Recorded information
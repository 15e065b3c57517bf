//! Scalar values scripts can store in the variable table.

/// A script-visible scalar: what the editor's variable fields hold.
///
/// Serialized untagged, so the JSON form is the plain scalar
/// (`true`, `3.5`, `"west-gate"`) rather than a wrapper object.
#[derive(Clone, Debug, PartialEq)]
#[cfg_attr(
    feature = "serde",
    derive(serde::Serialize, serde::Deserialize),
    serde(untagged)
)]
pub enum Value {
    Bool(bool),
    Number(f64),
    Text(String),
}

impl Value {
    /// Numeric view; `None` for booleans and text.
    pub fn as_number(&self) -> Option<f64> {
        match self {
            Value::Number(n) => Some(*n),
            _ => None,
        }
    }

    pub fn as_bool(&self) -> Option<bool> {
        match self {
            Value::Bool(b) => Some(*b),
            _ => None,
        }
    }

    pub fn as_text(&self) -> Option<&str> {
        match self {
            Value::Text(s) => Some(s),
            _ => None,
        }
    }
}

impl From<bool> for Value {
    fn from(value: bool) -> Self {
        Value::Bool(value)
    }
}

impl From<f64> for Value {
    fn from(value: f64) -> Self {
        Value::Number(value)
    }
}

impl From<i32> for Value {
    fn from(value: i32) -> Self {
        Value::Number(value.into())
    }
}

impl From<&str> for Value {
    fn from(value: &str) -> Self {
        Value::Text(value.to_string())
    }
}

impl From<String> for Value {
    fn from(value: String) -> Self {
        Value::Text(value)
    }
}

#[cfg(test)]
mod tests {
    use super::*;

    #[test]
    fn accessors_match_variants() {
        assert_eq!(Value::from(2.5).as_number(), Some(2.5));
        assert_eq!(Value::from(true).as_bool(), Some(true));
        assert_eq!(Value::from("gate").as_text(), Some("gate"));
        assert_eq!(Value::from("gate").as_number(), None);
    }

    #[cfg(feature = "serde")]
    #[test]
    fn serializes_as_bare_scalars() {
        assert_eq!(serde_json::to_string(&Value::from(true)).unwrap(), "true");
        assert_eq!(serde_json::to_string(&Value::from(3.0)).unwrap(), "3.0");
        assert_eq!(
            serde_json::to_string(&Value::from("hello")).unwrap(),
            "\"hello\""
        );

        let parsed: Value = serde_json::from_str("42.5").unwrap();
        assert_eq!(parsed, Value::Number(42.5));
    }
}
//! Combat timing windows.
//!
//! Hitboxes and damage math live with the embedding game; this module owns
//! the shared timers every combat interaction runs on, plus the defeat hook
//! that hands an enemy's script to the interpreter.

use tracing::debug;

use crate::script::Interpreter;
use crate::timer::TimerBank;
use crate::world::{EntityId, World};

/// Per-entity combat timers, all counting down in fixed steps.
#[derive(Clone, Debug, Default, PartialEq)]
pub struct CombatState {
    attack_window: TimerBank<EntityId>,
    knockback: TimerBank<EntityId>,
    invincibility: TimerBank<EntityId>,
    hit_flash: TimerBank<EntityId>,
}

/// Timer windows that closed during one fixed step.
#[derive(Clone, Debug, Default, PartialEq)]
pub struct ExpiredWindows {
    pub attacks: Vec<EntityId>,
    pub knockbacks: Vec<EntityId>,
    pub invincibilities: Vec<EntityId>,
    pub hit_flashes: Vec<EntityId>,
}

impl CombatState {
    pub fn new() -> Self {
        Self::default()
    }

    /// Opens an attack window; the entity counts as mid-swing until it
    /// closes.
    pub fn begin_attack(&mut self, id: EntityId, seconds: f32) {
        self.attack_window.set(id, seconds);
    }

    pub fn is_attacking(&self, id: EntityId) -> bool {
        self.attack_window.is_active(&id)
    }

    /// Registers a landed hit: knockback, invincibility frames, and the hit
    /// flash all start together. Ignored entirely while the target is still
    /// invincible; returns whether the hit registered.
    pub fn apply_hit(
        &mut self,
        target: EntityId,
        knockback_seconds: f32,
        invincibility_seconds: f32,
        flash_seconds: f32,
    ) -> bool {
        if self.invincibility.is_active(&target) {
            return false;
        }
        self.knockback.set(target, knockback_seconds);
        self.invincibility.set(target, invincibility_seconds);
        self.hit_flash.set(target, flash_seconds);
        true
    }

    pub fn is_invincible(&self, id: EntityId) -> bool {
        self.invincibility.is_active(&id)
    }

    pub fn in_knockback(&self, id: EntityId) -> bool {
        self.knockback.is_active(&id)
    }

    pub fn is_flashing(&self, id: EntityId) -> bool {
        self.hit_flash.is_active(&id)
    }

    /// Defeat: drops the entity's timers and hands its defeat script to the
    /// interpreter with the entity as source, so `remove_entity` inside the
    /// script resolves to it. Entities without a defeat script are
    /// deactivated on the spot. Unknown ids are ignored.
    pub fn defeat(&mut self, world: &mut World, scripts: &mut Interpreter, id: EntityId) {
        let Some(entity) = world.entities.get(id) else {
            debug!(id = ?id, "defeat of unknown entity ignored");
            return;
        };
        let script = entity.defeat_script.clone();
        debug!(id = ?id, name = %entity.name, "entity defeated");

        self.attack_window.remove(&id);
        self.knockback.remove(&id);
        self.invincibility.remove(&id);
        self.hit_flash.remove(&id);

        if script.is_empty() {
            world.entities.deactivate(id);
        } else {
            // Removal is the script's business, typically via remove_entity.
            scripts.submit(world, script, Some(id));
        }
    }

    /// One fixed step for every bank.
    pub fn update(&mut self, dt: f32) -> ExpiredWindows {
        ExpiredWindows {
            attacks: self.attack_window.tick(dt),
            knockbacks: self.knockback.tick(dt),
            invincibilities: self.invincibility.tick(dt),
            hit_flashes: self.hit_flash.tick(dt),
        }
    }

    pub fn reset(&mut self) {
        self.attack_window.clear();
        self.knockback.clear();
        self.invincibility.clear();
        self.hit_flash.clear();
    }
}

What you have to do
In the records above, find each line with the word "gate" and copy it out.

Result for this exercise
/// (`true`, `3.5`, `"west-gate"`) rather than a wrapper object.
        assert_eq!(Value::from("gate").as_text(), Some("gate"));
        assert_eq!(Value::from("gate").as_number(), None);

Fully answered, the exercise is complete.